─── Available data ───

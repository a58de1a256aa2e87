use byteorder::{ByteOrder, NetworkEndian, ReadBytesExt};
use num_traits::FromPrimitive;
use std::io::{Cursor, Read, Seek, SeekFrom};
use std::net::{IpAddr, Ipv4Addr, Ipv6Addr, SocketAddr};

use super::errors::AttributeDecodeError;
use super::types::StunAttributeType;
use super::utils::xor_byte_range;
use super::StunAttribute;

use crate::definitions::{StunTransactionId, STUN_MAGIC_COOKIE};

impl StunAttribute {
    #[allow(clippy::many_single_char_names)]
    // Decodes MappedAddress/XorMappedAddress/AlternateServer-shaped attributes.
    fn decode_address(
        bytes: &[u8],
        is_xored: bool,
        transaction_id: StunTransactionId,
    ) -> Result<SocketAddr, AttributeDecodeError> {
        if bytes.len() < 4 {
            return Err(AttributeDecodeError::InsufficientData());
        }

        // Separate IP address family
        let ip_family = (&bytes[1..2]).read_u8()?;

        if bytes.len() < 8 {
            return Err(AttributeDecodeError::InsufficientData());
        }

        let mut port_bytes = bytes[2..4].to_vec();
        let mut addr_bytes = bytes[4..].to_vec();

        // XOR the port number bytes if the attribute type is XorMappedAddress
        if is_xored {
            xor_byte_range(&mut port_bytes, &STUN_MAGIC_COOKIE);
        }

        // Read port number
        let port = NetworkEndian::read_u16(&port_bytes);

        let address = match ip_family {
            0x01 => {
                if addr_bytes.len() < 4 {
                    return Err(AttributeDecodeError::InsufficientData());
                }

                // XOR the ip address bytes if the attribute type is XorMappedAddress
                if is_xored {
                    xor_byte_range(&mut addr_bytes, &STUN_MAGIC_COOKIE);
                }

                let mut cursor = Cursor::new(addr_bytes);

                let a = cursor.read_u8()?;
                let b = cursor.read_u8()?;
                let c = cursor.read_u8()?;
                let d = cursor.read_u8()?;

                Ok(IpAddr::V4(Ipv4Addr::new(a, b, c, d)))
            }
            0x02 => {
                if addr_bytes.len() < 16 {
                    return Err(AttributeDecodeError::InsufficientData());
                }

                // XOR the ip address bytes if the attribute type is XorMappedAddress
                if is_xored {
                    xor_byte_range(&mut addr_bytes[0..4], &STUN_MAGIC_COOKIE);
                    xor_byte_range(&mut addr_bytes[4..16], &transaction_id);
                }

                let mut cursor = Cursor::new(addr_bytes);

                let a = cursor.read_u16::<NetworkEndian>()?;
                let b = cursor.read_u16::<NetworkEndian>()?;
                let c = cursor.read_u16::<NetworkEndian>()?;
                let d = cursor.read_u16::<NetworkEndian>()?;
                let e = cursor.read_u16::<NetworkEndian>()?;
                let f = cursor.read_u16::<NetworkEndian>()?;
                let g = cursor.read_u16::<NetworkEndian>()?;
                let h = cursor.read_u16::<NetworkEndian>()?;

                Ok(IpAddr::V6(Ipv6Addr::new(a, b, c, d, e, f, g, h)))
            }
            _ => Err(AttributeDecodeError::InvalidValue(ip_family as u128)),
        };

        Ok(SocketAddr::new(address?, port))
    }

    // Decodes attributes containing Unicode values.
    fn decode_utf8_val(bytes: &[u8]) -> Result<String, AttributeDecodeError> {
        Ok(String::from_utf8(bytes.to_vec())?)
    }

    /// Decodes the USERNAME value. Some peers pad the username with
    /// trailing NUL bytes rather than relying on the TLV's own 4-byte
    /// padding; a bare `from_utf8` either chokes on the interior nulls or
    /// keeps them as part of the logical value, so they're trimmed here
    /// while present.
    fn decode_username_val(bytes: &[u8]) -> Result<String, AttributeDecodeError> {
        let mut end = bytes.len();
        while end > 0 && bytes[end - 1] == 0 {
            end -= 1;
        }
        Self::decode_utf8_val(&bytes[..end])
    }

    // Decodes attributes containing DWORD values.
    fn decode_u32_val(bytes: &[u8]) -> Result<u32, AttributeDecodeError> {
        if bytes.len() < 4 {
            return Err(AttributeDecodeError::InsufficientData());
        }

        Ok(NetworkEndian::read_u32(bytes))
    }

    // Decodes attributes containing QWORD values.
    fn decode_u64_val(bytes: &[u8]) -> Result<u64, AttributeDecodeError> {
        if bytes.len() < 8 {
            return Err(AttributeDecodeError::InsufficientData());
        }

        Ok(NetworkEndian::read_u64(bytes))
    }

    // Decodes attributes containing WORD values.
    fn decode_u16_val(bytes: &[u8]) -> Result<u16, AttributeDecodeError> {
        if bytes.len() < 2 {
            return Err(AttributeDecodeError::InsufficientData());
        }

        Ok(NetworkEndian::read_u16(bytes))
    }

    // Decodes the ErrorCode attribute.
    fn decode_error_code(bytes: &[u8]) -> Result<Self, AttributeDecodeError> {
        if bytes.len() < 4 {
            return Err(AttributeDecodeError::InsufficientData());
        }

        let class = bytes[2];
        let number = bytes[3];
        let reason = String::from_utf8(bytes[4..].to_vec())?;

        Ok(Self::ErrorCode {
            class,
            number,
            reason,
        })
    }

    // Decodes the UnknownAttributes attribute.
    fn decode_unknown_attributes(bytes: &[u8]) -> Result<Self, AttributeDecodeError> {
        let mut types = Vec::new();

        let mut cursor = Cursor::new(bytes);

        while cursor.position() < bytes.len() as u64 {
            types.push(cursor.read_u16::<NetworkEndian>()?);
        }

        Ok(Self::UnknownAttributes { types })
    }

    // Decodes the ChangeRequest attribute: a 32-bit field with the
    // change-IP and change-port flags at bits 2 and 1 respectively.
    fn decode_change_request(bytes: &[u8]) -> Result<Self, AttributeDecodeError> {
        let flags = Self::decode_u32_val(bytes)?;

        Ok(Self::ChangeRequest {
            change_ip: flags & 0x0000_0004 != 0,
            change_port: flags & 0x0000_0002 != 0,
        })
    }

    // Decodes the EvenPort attribute: one byte, top bit is the R flag.
    fn decode_even_port(bytes: &[u8]) -> Result<Self, AttributeDecodeError> {
        if bytes.is_empty() {
            return Err(AttributeDecodeError::InsufficientData());
        }

        Ok(Self::EvenPort {
            reserve_next: bytes[0] & 0x80 != 0,
        })
    }

    // Decodes the RequestedTransport attribute: protocol number plus 3
    // reserved bytes.
    fn decode_requested_transport(bytes: &[u8]) -> Result<Self, AttributeDecodeError> {
        if bytes.is_empty() {
            return Err(AttributeDecodeError::InsufficientData());
        }

        Ok(Self::RequestedTransport { protocol: bytes[0] })
    }

    // Decodes the ReservationToken attribute: 8 opaque bytes.
    fn decode_reservation_token(bytes: &[u8]) -> Result<Self, AttributeDecodeError> {
        if bytes.len() < 8 {
            return Err(AttributeDecodeError::InsufficientData());
        }

        let mut token = [0u8; 8];
        token.copy_from_slice(&bytes[..8]);

        Ok(Self::ReservationToken { token })
    }

    /// Decodes bytes passed via cursor into a STUN attribute.
    /// On each invocation only one attribute is decoded and the cursor position is advanced.
    ///
    /// `pad_data` controls whether a trailing TLV-padding skip is applied
    /// to the raw bytes before interpreting them; it only affects the
    /// DATA attribute, some TURN peers transmit it unpadded even when
    /// other attributes in the same message are padded normally.
    pub(crate) fn decode(
        cursor: &mut Cursor<&[u8]>,
        transaction_id: StunTransactionId,
        pad_data: bool,
    ) -> Result<Self, AttributeDecodeError> {
        // Read attribute type
        let encoded_attr_type = cursor.read_u16::<NetworkEndian>()?;
        // Read attribute data length
        let attr_len = cursor.read_u16::<NetworkEndian>()?;

        // Read attribute data
        let mut attr_data = vec![0u8; attr_len as usize];
        cursor.read_exact(&mut attr_data)?;

        let attr_type = FromPrimitive::from_u16(encoded_attr_type);

        let skip_padding = match attr_type {
            Some(StunAttributeType::Data) => pad_data,
            _ => true,
        };

        if skip_padding {
            let padding = (4 - attr_len % 4) % 4;
            if padding != 0 {
                cursor.seek(SeekFrom::Current(padding as i64))?;
            }
        }

        let attr_type = match attr_type {
            Some(attr_type) => attr_type,
            None => {
                return Ok(Self::Unrecognized {
                    attr_type: encoded_attr_type,
                    value: attr_data,
                })
            }
        };

        // Decode and return the appropriate variant based on the attribute type.
        match attr_type {
            StunAttributeType::XorMappedAddress => {
                let socket_addr = Self::decode_address(&attr_data, true, transaction_id)?;
                Ok(Self::XorMappedAddress { socket_addr })
            }
            StunAttributeType::XorPeerAddress => {
                let socket_addr = Self::decode_address(&attr_data, true, transaction_id)?;
                Ok(Self::XorPeerAddress { socket_addr })
            }
            StunAttributeType::XorRelayedAddress => {
                let socket_addr = Self::decode_address(&attr_data, true, transaction_id)?;
                Ok(Self::XorRelayedAddress { socket_addr })
            }
            StunAttributeType::MappedAddress => {
                let socket_addr = Self::decode_address(&attr_data, false, transaction_id)?;
                Ok(Self::MappedAddress { socket_addr })
            }
            StunAttributeType::ResponseAddress => {
                let socket_addr = Self::decode_address(&attr_data, false, transaction_id)?;
                Ok(Self::ResponseAddress { socket_addr })
            }
            StunAttributeType::SourceAddress => {
                let socket_addr = Self::decode_address(&attr_data, false, transaction_id)?;
                Ok(Self::SourceAddress { socket_addr })
            }
            StunAttributeType::ChangedAddress => {
                let socket_addr = Self::decode_address(&attr_data, false, transaction_id)?;
                Ok(Self::ChangedAddress { socket_addr })
            }
            StunAttributeType::ReflectedFrom => {
                let socket_addr = Self::decode_address(&attr_data, false, transaction_id)?;
                Ok(Self::ReflectedFrom { socket_addr })
            }
            StunAttributeType::DestinationAddress => {
                let socket_addr = Self::decode_address(&attr_data, false, transaction_id)?;
                Ok(Self::DestinationAddress { socket_addr })
            }
            StunAttributeType::AlternateServer => {
                let socket_addr = Self::decode_address(&attr_data, false, transaction_id)?;
                Ok(Self::AlternateServer { socket_addr })
            }
            StunAttributeType::Username => Ok(Self::Username {
                value: Self::decode_username_val(&attr_data)?,
            }),
            StunAttributeType::MessageIntegrity => Ok(Self::MessageIntegrity { key: attr_data }),
            StunAttributeType::Software => Ok(Self::Software {
                description: Self::decode_utf8_val(&attr_data)?,
            }),
            StunAttributeType::Realm => Ok(Self::Realm {
                value: Self::decode_utf8_val(&attr_data)?,
            }),
            StunAttributeType::Nonce => Ok(Self::Nonce {
                value: Self::decode_utf8_val(&attr_data)?,
            }),
            StunAttributeType::Fingerprint => Ok(Self::Fingerprint {
                value: Self::decode_u32_val(&attr_data)?,
            }),
            StunAttributeType::IceControlled => Ok(Self::IceControlled {
                tie_breaker: Self::decode_u64_val(&attr_data)?,
            }),
            StunAttributeType::IceControlling => Ok(Self::IceControlling {
                tie_breaker: Self::decode_u64_val(&attr_data)?,
            }),
            StunAttributeType::Priority => Ok(Self::Priority {
                value: Self::decode_u32_val(&attr_data)?,
            }),
            StunAttributeType::ErrorCode => Self::decode_error_code(&attr_data),
            StunAttributeType::UnknownAttributes => Self::decode_unknown_attributes(&attr_data),
            StunAttributeType::UseCandidate => Ok(Self::UseCandidate),
            StunAttributeType::ChangeRequest => Self::decode_change_request(&attr_data),
            StunAttributeType::MagicCookie => Ok(Self::MagicCookie {
                value: Self::decode_u32_val(&attr_data)?,
            }),
            StunAttributeType::XorOnly => Ok(Self::XorOnly),
            StunAttributeType::DontFragment => Ok(Self::DontFragment),
            StunAttributeType::ChannelNumber => Ok(Self::ChannelNumber {
                number: Self::decode_u16_val(&attr_data)?,
            }),
            StunAttributeType::Lifetime => Ok(Self::Lifetime {
                seconds: Self::decode_u32_val(&attr_data)?,
            }),
            StunAttributeType::RequestedTransport => Self::decode_requested_transport(&attr_data),
            StunAttributeType::EvenPort => Self::decode_even_port(&attr_data),
            StunAttributeType::ReservationToken => Self::decode_reservation_token(&attr_data),
            StunAttributeType::Data => Ok(Self::Data { value: attr_data }),
        }
    }
}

───

Goal of the exercise | Filter the preceding entries down to the lines with "SourceAddress".

Answer box |
            StunAttributeType::SourceAddress => {
                Ok(Self::SourceAddress { socket_addr })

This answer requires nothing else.